The effects of serum albumin pre-adsorption of nanoparticles on protein corona and membrane interaction: A molecular simulation study

As a platform to deliver imaging and therapeutic agents to targeted sites in vivo, nanoparticles (NPs) have widespread applications in diagnosis and treatment of cancer. However, the poor in vivo delivery efficiency of nanoparticles limits its potential for further application. Once enter the physiological environment, nanoparticles immediately interact with proteins and form protein corona, which changes the physicochemical properties of nanoparticle surface and further affects their transport.
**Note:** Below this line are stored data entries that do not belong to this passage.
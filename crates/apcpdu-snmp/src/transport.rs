// Transport seam and shared transport configuration.
//
// `SnmpTransport` is the only contract the session depends on. The UDP
// implementation wraps `async-snmp`; tests plug in `MockTransport`.

use std::future::Future;
use std::time::Duration;

use secrecy::SecretString;
use serde::{Deserialize, Serialize};

use crate::error::{Error, Result};
use crate::oid::Oid;
use crate::value::{Value, Varbind};

pub const DEFAULT_PORT: u16 = 161;
pub const DEFAULT_COMMUNITY: &str = "private";
pub const DEFAULT_TIMEOUT: Duration = Duration::from_millis(1000);
pub const DEFAULT_RETRIES: u32 = 1;

/// SNMP protocol version spoken on the wire.
#[derive(Debug, Clone, Copy, Default, PartialEq, Eq, Serialize, Deserialize)]
#[serde(rename_all = "lowercase")]
pub enum Version {
    /// SNMPv1 -- what PowerNet PDUs ship with.
    #[default]
    V1,
    V2c,
}

/// Connection settings for a single agent.
#[derive(Debug, Clone)]
pub struct TransportConfig {
    pub host: String,
    pub port: u16,
    pub community: SecretString,
    pub version: Version,
    /// Per-request timeout handed to the collaborator.
    pub timeout: Duration,
    /// Retransmissions after the first attempt.
    pub retries: u32,
}

impl TransportConfig {
    /// Config for `host` with every other field at its default.
    ///
    /// Fails if `host` is empty or whitespace.
    pub fn new(host: impl Into<String>) -> Result<Self> {
        let config = Self {
            host: host.into(),
            port: DEFAULT_PORT,
            community: SecretString::from(DEFAULT_COMMUNITY.to_owned()),
            version: Version::default(),
            timeout: DEFAULT_TIMEOUT,
            retries: DEFAULT_RETRIES,
        };
        config.validate()?;
        Ok(config)
    }

    pub fn validate(&self) -> Result<()> {
        if self.host.trim().is_empty() {
            return Err(Error::InvalidHost {
                reason: "host must not be empty".into(),
            });
        }
        Ok(())
    }

    /// `host:port`, bracketing bare IPv6 literals.
    pub fn target(&self) -> String {
        let host = self.host.trim();
        if host.contains(':') && !host.starts_with('[') {
            format!("[{host}]:{}", self.port)
        } else {
            format!("{host}:{}", self.port)
        }
    }

    /// Upper bound for a single GET/SET including every retransmission.
    pub fn deadline(&self) -> Duration {
        self.timeout.saturating_mul(self.retries.saturating_add(1))
    }
}

/// The three SNMP primitives the domain layer is built on.
///
/// Implementations must return `get` results in request order, one
/// varbind per requested OID. `walk` is all-or-nothing: an error
/// discards anything collected so far.
pub trait SnmpTransport: Send + Sync {
    fn get(&self, oids: &[Oid]) -> impl Future<Output = Result<Vec<Varbind>>> + Send;

    /// Issue a SET and return the varbinds the agent echoed back.
    fn set(&self, oid: &Oid, value: &Value) -> impl Future<Output = Result<Vec<Varbind>>> + Send;

    /// Collect every varbind strictly below `root`.
    fn walk(&self, root: &Oid, page_size: u32)
    -> impl Future<Output = Result<Vec<Varbind>>> + Send;

    /// `true` if responses are matched to requests by ID, so several
    /// requests may be in flight at once. When `false`, the session
    /// serializes all traffic.
    fn supports_concurrent_requests(&self) -> bool {
        false
    }

    /// Human-readable peer, for logs and error messages.
    fn peer(&self) -> String;
}
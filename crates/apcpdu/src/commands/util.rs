//! Shared helpers for command handlers.

use std::io::IsTerminal;

use apcpdu_core::OutletIndex;

use crate::cli::OutletArg;
use crate::error::CliError;

/// Prompt for confirmation, auto-approving if `--yes` was passed.
///
/// Without a terminal there is nobody to ask, so the action is refused.
pub fn confirm(message: &str, action: &str, yes_flag: bool) -> Result<bool, CliError> {
    if yes_flag {
        return Ok(true);
    }
    if !std::io::stdin().is_terminal() {
        return Err(CliError::NonInteractiveRequiresYes {
            action: action.into(),
        });
    }
    dialoguer::Confirm::new()
        .with_prompt(message)
        .default(false)
        .interact()
        .map_err(|e| CliError::Io(std::io::Error::other(e)))
}

/// Convert a clap-validated outlet number into an `OutletIndex`.
pub fn outlet_index(arg: &OutletArg) -> Result<OutletIndex, CliError> {
    OutletIndex::new(arg.outlet).ok_or_else(|| CliError::Validation {
        field: "outlet".into(),
        reason: "outlet numbers start at 1".into(),
    })
}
In this study, we performed molecular dynamics simulations to study the adsorption mechanism of nanoparticles with various surface modifications and different proteins (e.g., human serum albumin, complement protein C3b), and their interactions with cell membrane. The results show that protein human serum albumin prefers to interact with hydrophobic and positively charged nanoparticles, while the protein C3b prefers the hydrophobic and charged nanoparticles. The pre-adsorption of human serum albumin on the nanoparticle surface obviously decreases the interaction of nanoparticle with C3b. Furthermore, the high amount of protein pre-adsorption could decrease the probability of nanoparticle-membrane interaction. These results indicate that appropriate modification of nanoparticles with protein provides nanoparticles with better capability of targeting, which could be used to guide nanoparticle design and improve transport efficiency.